- _WORK TO COMPLETE_:
In the entries below, return only the line containing "pub mod coeff_modulus;" and those after it, exactly, through the last line.

[RECORD EXTRACTS]

//! A BFV homomorphic encryption engine: schoolbook (non-NTT) negacyclic
//! polynomial arithmetic over an RNS ciphertext modulus, with BEHZ-style
//! exact multiplication and key-switched relinearization.
//!
//! Built on top of [`fhe_math`], which provides the number-theoretic and RNS
//! primitives; this crate is where those primitives become a scheme.

pub mod ciphertext;
pub mod coeff_modulus;
pub mod context;
pub mod encoder;
pub mod error;
pub mod evaluator;
pub mod key_generator;
pub mod params;
pub mod plaintext;
pub mod public_key;
pub mod relin_keys;
pub mod secret_key;
pub mod traits;

pub use ciphertext::Ciphertext;
pub use coeff_modulus::{CoeffModulus, SecurityLevel};
pub use context::Context;
pub use encoder::IntegerEncoder;
pub use error::{Error, Result};
pub use evaluator::Evaluator;
pub use key_generator::KeyGenerator;
pub use params::{EncryptionParams, EncryptionParamsBuilder};
pub use plaintext::Plaintext;
pub use public_key::PublicKey;
pub use relin_keys::RelinKeys;
pub use secret_key::SecretKey;
pub use traits::{Decryptor, Encryptor};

[/RECORD EXTRACTS]

- _EXERCISE RESPONSE_:
pub mod coeff_modulus;
pub mod context;
pub mod encoder;
pub mod error;
pub mod evaluator;
pub mod key_generator;
pub mod params;
pub mod plaintext;
pub mod public_key;
pub mod relin_keys;
pub mod secret_key;
pub mod traits;

pub use ciphertext::Ciphertext;
pub use coeff_modulus::{CoeffModulus, SecurityLevel};
pub use context::Context;
pub use encoder::IntegerEncoder;
pub use error::{Error, Result};
pub use evaluator::Evaluator;
pub use key_generator::KeyGenerator;
pub use params::{EncryptionParams, EncryptionParamsBuilder};
pub use plaintext::Plaintext;
pub use public_key::PublicKey;
pub use relin_keys::RelinKeys;
pub use secret_key::SecretKey;
pub use traits::{Decryptor, Encryptor};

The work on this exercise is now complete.